I haven't done one of these motors yet so I just can't say. I would be asking the same questions. Now I see why you said the rub block in the valve cover is
going to hold it down. I think you are right and everything is ok. It's not actually jumping. Pretty experienced group here someone will know. Clean
work and a very good video by the way.
 
Thanks. Sometimes its just difficult to explain things. It might be as SRXspec had said, that once oil pressure is built up it will hold but its so close to skipping a tooth that I'd be worried starting it like this.
 
Oil pressure doesn't have anything to do with chain tension. The tensioner is not hydraulic, its spring loaded. Once the tensioner takes up the slack in the chain it should lock into place and not allow slack to reappear. Chain guides are their to prevent the chain from slapping and coming in contact with the engine block. I think Yamaha normally recommends replacing the tensioner if the engine is apart. Did you replace the tensioner?
 
Well the tensioner pushes the chain guide against the chain to take up the slack. The tensioner is working fine as I tested it before putting it in. I took the mag cover off to check and the tensioner is out as far as it can go with the amount of pressure it can apply. I agree the tensioner is spring loaded but I wonder if this is just enough to get things running and then the oil pressure assists. There is what looks to be an oil passage going from the block into the back side of the tensioner. Either way, do you think what's going on in the video is normal?
 
I'd also be concerned especially after seeing your video. From what I see in the manual it appears that there is an oil port to the tensioner. I haven't had the Nytro tensioner out yet so I'm not totally familiar with its operation but it may depend on oil pressure to maintain it's position. When the chain gets slack in it can you see the tensioner rod moving back? I think as long as the tensioner is released, extending out against the tensioner guide and with the valve cover on there's not enough clearance for the chain to jump time.
 
I am sure it is oil dampened, the new ones are hydraulic in 2011 or 2012 I believe. The manual says
to bleed all the oil out before installing so the spring
must do the job. A spring would bounce all over without oil in it and wear out quick. They can only be cycled so many times.

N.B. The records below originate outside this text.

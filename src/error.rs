use thiserror::Error;

#[cfg(feature = "serde")]
use serde::Serialize;

use crate::prelude::SV;

/// Matrix that failed to invert, see [Error::SingularMatrix]
#[derive(Debug, Copy, Clone, PartialEq, Eq)]
#[cfg_attr(feature = "serde", derive(Serialize))]
pub enum MatrixKind {
    /// (GᵗG)⁻¹, used to derive the dilution of precision
    DilutionOfPrecision,
    /// (GᵗWG)⁻¹, used by the WLSQ estimator and the protection levels
    Covariance,
}

impl std::fmt::Display for MatrixKind {
    fn fmt(&self, f: &mut std::fmt::Formatter) -> std::fmt::Result {
        match self {
            Self::DilutionOfPrecision => write!(f, "(GᵗG)"),
            Self::Covariance => write!(f, "(GᵗWG)"),
        }
    }
}

#[derive(Debug, Clone, PartialEq, Error)]
#[cfg_attr(feature = "serde", derive(Serialize))]
pub enum Error {
    /// Not a single satellite is flagged for the Precision Approach solution.
    #[error("empty geometry: no eligible satellite")]
    EmptyGeometry,

    /// Fewer eligible satellites than required to resolve position and clock.
    #[error("insufficient geometry: {eligible} eligible satellite(s), {required} required")]
    InsufficientGeometry { eligible: usize, required: usize },

    /// Geometry is too weak to provide integrity guarantees.
    #[error("weak geometry: pdop={pdop:.3} exceeds {max_pdop:.3}")]
    WeakGeometry { pdop: f64, max_pdop: f64 },

    /// Degenerate satellite geometry: the matrix cannot be inverted.
    #[error("singular matrix {0}: degenerate geometry")]
    SingularMatrix(MatrixKind),

    /// Iteration budget was exhausted before the correction fell below the threshold.
    #[error("wlsq did not converge after {iterations} iteration(s) (|dx|={norm:.3e})")]
    NonConvergence { iterations: usize, norm: f64 },

    /// UERE standard deviation must be strictly positive and finite.
    #[error("{0}: invalid uere sigma")]
    InvalidUere(SV),

    #[error("invalid configuration: {0}")]
    InvalidConfig(&'static str),

    /// Failed to parse a [crate::prelude::Boundary]
    #[error("unknown boundary (expecting \"inclusive\" or \"exclusive\")")]
    UnknownBoundary,
}
use nalgebra::Matrix4;

use crate::{error::MatrixKind, navigation::checked_inverse, prelude::Error};

use super::Geometry;

/// [Geometry] [DilutionOfPrecision]. Since the G matrix is
/// expressed in the local (East, North, Up) frame, no rotation is needed.
#[derive(Debug, Clone, Default, Copy, PartialEq)]
pub struct DilutionOfPrecision {
    /// Geometric DOP
    pub gdop: f64,

    /// Horizontal DOP
    pub hdop: f64,

    /// Vertical DOP
    pub vdop: f64,

    /// Position DOP
    pub pdop: f64,

    /// Temporal DOP
    pub tdop: f64,
}

impl DilutionOfPrecision {
    /// Creates new [DilutionOfPrecision] from Q = (Gᵗ.G)⁻¹.
    pub(crate) fn from_q(q: &Matrix4<f64>) -> Self {
        Self {
            gdop: q.trace().sqrt(),
            hdop: (q[(0, 0)] + q[(1, 1)]).sqrt(),
            vdop: q[(2, 2)].sqrt(),
            pdop: (q[(0, 0)] + q[(1, 1)] + q[(2, 2)]).sqrt(),
            tdop: q[(3, 3)].sqrt(),
        }
    }

    /// Creates new [DilutionOfPrecision] from [Geometry].
    pub(crate) fn new(geometry: &Geometry) -> Result<Self, Error> {
        let q = checked_inverse(geometry.gt_g(), MatrixKind::DilutionOfPrecision)?;
        Ok(Self::from_q(&q))
    }
}
//! Epoch identification
use hifitime::{Duration, TimeScale};

use crate::prelude::Epoch;

#[cfg(feature = "serde")]
use serde::{Deserialize, Serialize};

/// [EpochTag] identifies one sampling instant, the way the
/// corrected observations are labeled: second of day and day of year.
#[derive(Default, Debug, Copy, Clone, PartialEq)]
#[cfg_attr(feature = "serde", derive(Serialize, Deserialize))]
pub struct EpochTag {
    /// Second of day
    pub sod: f64,
    /// Day of year (1 = January 1st)
    pub doy: u16,
}

impl std::fmt::Display for EpochTag {
    fn fmt(&self, f: &mut std::fmt::Formatter) -> std::fmt::Result {
        write!(f, "doy={:03} sod={:.3}", self.doy, self.sod)
    }
}

impl EpochTag {
    pub fn new(doy: u16, sod: f64) -> Self {
        Self { sod, doy }
    }

    /// Builds [EpochTag] from [Epoch], expressed in UTC.
    pub fn from_epoch(epoch: Epoch) -> Self {
        let utc = epoch.to_time_scale(TimeScale::UTC);
        let midnight = utc.floor(Duration::from_days(1.0));
        Self {
            sod: (utc - midnight).to_seconds(),
            doy: utc.day_of_year().floor() as u16,
        }
    }
}
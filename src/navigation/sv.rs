use crate::prelude::SV;

#[cfg(feature = "serde")]
use serde::Serialize;

/// Data attached to each satellite that contributed to the solution.
#[derive(Debug, Clone, Default, PartialEq)]
#[cfg_attr(feature = "serde", derive(Serialize))]
pub struct SVContribution {
    /// [SV] identity
    pub sv: SV,

    /// Elevation angle from RX position (degrees)
    pub elevation_deg: f64,

    /// Azimuth angle from RX position (degrees)
    pub azimuth_deg: f64,

    /// UERE standard deviation (meters)
    pub sigma_uere_m: f64,

    /// Inverse variance weight
    pub weight: f64,

    /// Pseudo range residual at the final state (meters)
    pub postfit_residual_m: f64,
}
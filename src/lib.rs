#![doc = include_str!("../README.md")]
#![cfg_attr(docrs, feature(doc_cfg))]

extern crate gnss_rs as gnss;

// private modules
mod apriori;
mod candidate;
mod cfg;
mod constants;
mod epoch;
mod error;
mod navigation;
mod solver;

#[cfg(test)]
mod tests;

// prelude
pub mod prelude {
    pub use crate::apriori::ReceiverSeed;
    pub use crate::candidate::{SatelliteCorrection, SatelliteRange};
    pub use crate::cfg::{Boundary, Config};
    pub use crate::constants::{
        EARTH_MEAN_RADIUS_M, LSQ_DELTA_EPS, MAX_LSQ_ITER, MIN_NUM_SATS_PVT, MOPS_KH_PA,
        MOPS_KV_PA, PDOP_MAX,
    };
    pub use crate::epoch::EpochTag;
    pub use crate::error::{Error, MatrixKind};
    pub use crate::navigation::{
        DilutionOfPrecision, LsqStatus, PositionSolution, ProtectionLevels, SVContribution,
        SolutionStatus,
    };
    pub use crate::solver::{EpochInput, Solver};
    // re-export
    pub use gnss::prelude::{Constellation, SV};
    pub use hifitime::Epoch;
    pub use nalgebra::Vector3;
}
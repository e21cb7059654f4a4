//! Application services
//!
//! Concrete service implementations that orchestrate domain logic.

mod demo;

pub use demo::{
    DemoReport, DemoService, NumericReport, PalindromeCheck, ReversalReport, Summary, TextReport,
};
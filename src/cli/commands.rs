//! Command dispatch and rendering

use std::f64::consts::PI;
use std::io;
use std::path::Path;
use std::sync::Arc;

use clap::CommandFactory;
use clap_complete::{generate, Shell};
use tracing::{debug, instrument};

use crate::application::services::{DemoReport, DemoService, Summary};
use crate::cli::args::{Cli, Commands, ConfigCommands, ShapeCommands, StyleArgs};
use crate::cli::output;
use crate::cli::{CliError, CliResult};
use crate::config::{global_config_path, Settings};
use crate::domain::{
    count_vowels, factorial_is_exact, integer_square_root, is_palindrome, pi_approximation,
    Circle, Measurable, Rectangle, Shape, ShapeKind, MAX_EXACT_FACTORIAL,
};

pub fn execute_command(cli: &Cli) -> CliResult<()> {
    let Some(command) = &cli.command else {
        return Err(CliError::Usage("no command given (see --help)".into()));
    };
    let config = cli.config.as_deref();

    match command {
        Commands::Demo => cmd_demo(&load_service(config)?),
        Commands::Isqrt { n } => cmd_isqrt(*n),
        Commands::Pi { iterations } => {
            let iterations = match iterations {
                Some(i) => *i,
                None => load_service(config)?.settings().pi_iterations,
            };
            cmd_pi(iterations)
        }
        Commands::Factorial { n } => cmd_factorial(*n),
        Commands::Stats { values } => cmd_stats(values),
        Commands::Reverse { values } => cmd_reverse(values),
        Commands::Palindrome { text } => cmd_palindrome(text.as_deref().unwrap_or_default()),
        Commands::Vowels { text } => cmd_vowels(text.as_deref().unwrap_or_default()),
        Commands::Shape { command } => cmd_shape(command),
        Commands::Config { command } => cmd_config(command, config),
        Commands::Completion { shell } => cmd_completion(*shell),
    }
}

fn load_service(config: Option<&Path>) -> CliResult<DemoService> {
    let settings = Settings::load(config)?;
    debug!("load_service: {:?}", settings);
    Ok(DemoService::new(Arc::new(settings)))
}

#[instrument(skip(service))]
fn cmd_demo(service: &DemoService) -> CliResult<()> {
    let report = service.run()?;
    render_demo(&report);
    Ok(())
}

fn render_demo(report: &DemoReport) {
    output::banner("primer demonstration");
    output::blank();

    output::header("MATHEMATICAL ALGORITHMS");
    let n = &report.numeric;
    output::info(&format!(
        "Integer square root of {}: {}",
        n.isqrt_input, n.isqrt
    ));
    let k = i128::from(n.isqrt);
    output::detail(&format!(
        "{}² = {} ≤ {} < {}² = {}",
        k,
        k * k,
        n.isqrt_input,
        k + 1,
        (k + 1) * (k + 1)
    ));
    output::info(&format!(
        "Pi approximation ({} iterations): {}",
        n.pi_iterations, n.pi
    ));
    output::detail(&format!("Actual value of Pi: {}", PI));
    output::info(&format!("Factorial of {}: {}", n.factorial_input, n.factorial));
    if !n.factorial_exact {
        factorial_warning(n.factorial_input);
    }
    output::blank();

    output::header("ARRAY OPERATIONS & STATISTICS");
    render_summary(&report.statistics);
    output::info(&format!(
        "Before reverse: {}",
        output::sequence(&report.reversal.before)
    ));
    output::info(&format!(
        "After reverse:  {}",
        output::sequence(&report.reversal.after)
    ));
    output::blank();

    output::header("STRING OPERATIONS");
    for check in &report.text.palindromes {
        output::info(&format!(
            "\"{}\" is {}a palindrome",
            check.text,
            if check.is_palindrome { "" } else { "NOT " }
        ));
    }
    output::info(&format!(
        "\"{}\" contains {} vowels",
        report.text.vowel_text, report.text.vowel_count
    ));
    output::blank();

    output::header("SHAPES");
    for shape in &report.shapes {
        render_shape(shape);
        output::blank();
    }

    output::banner("Demonstration complete");
}

fn render_summary(summary: &Summary) {
    output::info(&format!("Data: {}", output::sequence(&summary.values)));
    output::action("Mean", &format!("{:.4}", summary.mean));
    output::action(
        "Standard deviation",
        &format!("{:.4}", summary.standard_deviation),
    );
    output::action("Maximum value", &format!("{:.2}", summary.max));
    output::action("Minimum value", &format!("{:.2}", summary.min));
}

fn render_shape(shape: &Shape) {
    output::info(shape);
    output::action("Area", &format!("{:.2}", shape.area()));
    output::action("Perimeter", &format!("{:.2}", shape.perimeter()));
}

#[instrument]
fn cmd_isqrt(n: i64) -> CliResult<()> {
    if n < 0 {
        output::warning(&format!("negative input {} yields 0", n));
    }
    output::info(&integer_square_root(n));
    Ok(())
}

#[instrument]
fn cmd_pi(iterations: i64) -> CliResult<()> {
    let pi = pi_approximation(iterations);
    output::info(&pi);
    output::detail(&format!("error vs. π: {:e}", (pi - PI).abs()));
    Ok(())
}

#[instrument]
fn cmd_factorial(n: u32) -> CliResult<()> {
    if !factorial_is_exact(n) {
        factorial_warning(n);
    }
    output::info(&DemoService::factorial(n));
    Ok(())
}

fn factorial_warning(n: u32) {
    output::warning(&format!(
        "{}! does not fit in 64 bits, the result wraps (exact up to {}!)",
        n, MAX_EXACT_FACTORIAL
    ));
}

#[instrument]
fn cmd_stats(values: &[f64]) -> CliResult<()> {
    let summary = DemoService::summarize(values)?;
    render_summary(&summary);
    Ok(())
}

#[instrument]
fn cmd_reverse(values: &[i32]) -> CliResult<()> {
    let report = DemoService::reverse(values);
    output::info(&output::sequence(&report.after));
    Ok(())
}

#[instrument]
fn cmd_palindrome(text: &str) -> CliResult<()> {
    let verdict = if is_palindrome(text) {
        "is a palindrome"
    } else {
        "is NOT a palindrome"
    };
    output::info(&format!("\"{}\" {}", text, verdict));
    Ok(())
}

#[instrument]
fn cmd_vowels(text: &str) -> CliResult<()> {
    output::info(&count_vowels(text));
    Ok(())
}

#[instrument]
fn cmd_shape(command: &ShapeCommands) -> CliResult<()> {
    let (kind, style): (ShapeKind, &StyleArgs) = match command {
        ShapeCommands::Circle { radius, style } => (Circle { radius: *radius }.into(), style),
        ShapeCommands::Rectangle {
            width,
            height,
            style,
        } => (
            Rectangle {
                width: *width,
                height: *height,
            }
            .into(),
            style,
        ),
    };
    let shape = Shape::with_style(kind, style.color.clone(), style.filled);
    debug!("cmd_shape: {} {:?}", shape.kind().name(), shape);
    render_shape(&shape);
    Ok(())
}

#[instrument]
fn cmd_config(command: &ConfigCommands, config: Option<&Path>) -> CliResult<()> {
    match command {
        ConfigCommands::Show => {
            let service = load_service(config)?;
            output::info(&service.settings().to_toml()?);
        }
        ConfigCommands::Path => match global_config_path() {
            Some(path) => output::info(&path.display()),
            None => output::warning("no config directory available on this system"),
        },
    }
    Ok(())
}

fn cmd_completion(shell: Shell) -> CliResult<()> {
    let mut cmd = Cli::command();
    let name = cmd.get_name().to_string();
    generate(shell, &mut cmd, name, &mut io::stdout());
    Ok(())
}
//! Integration tests for the array statistics

use rstest::rstest;

use primer::domain::{find_max, find_min, reverse_array, standard_deviation, DomainError};

const SAMPLE: [f64; 7] = [12.5, 15.3, 18.7, 22.1, 14.9, 16.8, 20.3];

#[test]
fn given_sample_data_when_standard_deviation_then_population_value() {
    // Act
    let sd = standard_deviation(&SAMPLE);

    // Assert: divides by N (3.0941), not N-1 (3.3420)
    assert!((sd - 3.0941).abs() < 1e-4, "sd={}", sd);
    assert!((sd - 3.3420).abs() > 1e-2, "sd={}", sd);
}

#[test]
fn given_empty_or_constant_data_when_standard_deviation_then_zero() {
    assert_eq!(standard_deviation(&[]), 0.0);
    assert_eq!(standard_deviation(&[5.0, 5.0, 5.0]), 0.0);
}

#[rstest]
#[case(&[3.0])]
#[case(&[-1.0, -7.5, 2.25])]
#[case(&SAMPLE)]
#[case(&[0.0, -0.0, 4.0, 4.0])]
fn given_non_empty_data_when_finding_extremes_then_bound_every_element(#[case] values: &[f64]) {
    // Act
    let min = find_min(values).expect("min");
    let max = find_max(values).expect("max");

    // Assert
    for v in values {
        assert!(min <= *v && *v <= max, "min={} v={} max={}", min, v, max);
    }
}

#[test]
fn given_empty_data_when_finding_extremes_then_invalid_argument() {
    assert!(matches!(find_max(&[]), Err(DomainError::InvalidArgument(_))));
    assert!(matches!(find_min(&[]), Err(DomainError::InvalidArgument(_))));
}

#[test]
fn given_sequence_when_reversed_then_order_flips_in_place() {
    // Arrange
    let mut values = vec![1, 2, 3, 4, 5];

    // Act
    reverse_array(&mut values);

    // Assert
    assert_eq!(values, vec![5, 4, 3, 2, 1]);
}

#[test]
fn given_sequence_when_reversed_twice_then_restored() {
    let original = vec![9, -3, 0, 12, 7, 7];
    let mut values = original.clone();

    reverse_array(&mut values);
    reverse_array(&mut values);

    assert_eq!(values, original);
}

#[test]
fn given_subslice_when_reversed_then_rest_untouched() {
    let mut values = [1, 2, 3, 4, 5];

    reverse_array(&mut values[1..4]);

    assert_eq!(values, [1, 4, 3, 2, 5]);
}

Just as a note the 2005 through 2007 bad tensioners could not be checked out of the motor. They would check out
good.
 
I wonder if the chain is bad...did you checking that before you put it back together...maybe some of the links are tight....ive seen it do that with a bad chain
 
Yeah, checked the chain. It measures good as per the manual. Nothing seems tight. Its very consistent in how it does it. Same spot every time. I'll take a video tomorrow night showing whats going on with the mag cover off. Might shed some light. I guess the fact that not too many people have run into this shows how reliable these motors typically are. With a 2 stroke there's tonnes of people getting back to you with responses on motor trouble lol.
 
Srxspec said:
The chain will jump off the gears just as he describes if you do not tie wrap them. Then tensioner is a hydraulic type, that is why it will jump the chain on first assembly, it needs oil pressure to keep tension. Again, if you feel you don't have the items lined up properly then rotate the motor over one time using zip ties to hold the chain on the cam gears. Then install the motor and fire it up and you will be fine.

Well, must be hydraulic for sure as the spring in the tensioner just isn't strong enough to hold. Everytime the chain pushes away from the gear the tensioner is moving out allowing slack in the system. I think the spring must be to hold enough initially for the engine to fire and then oil pressure takes over. Fingers crossed.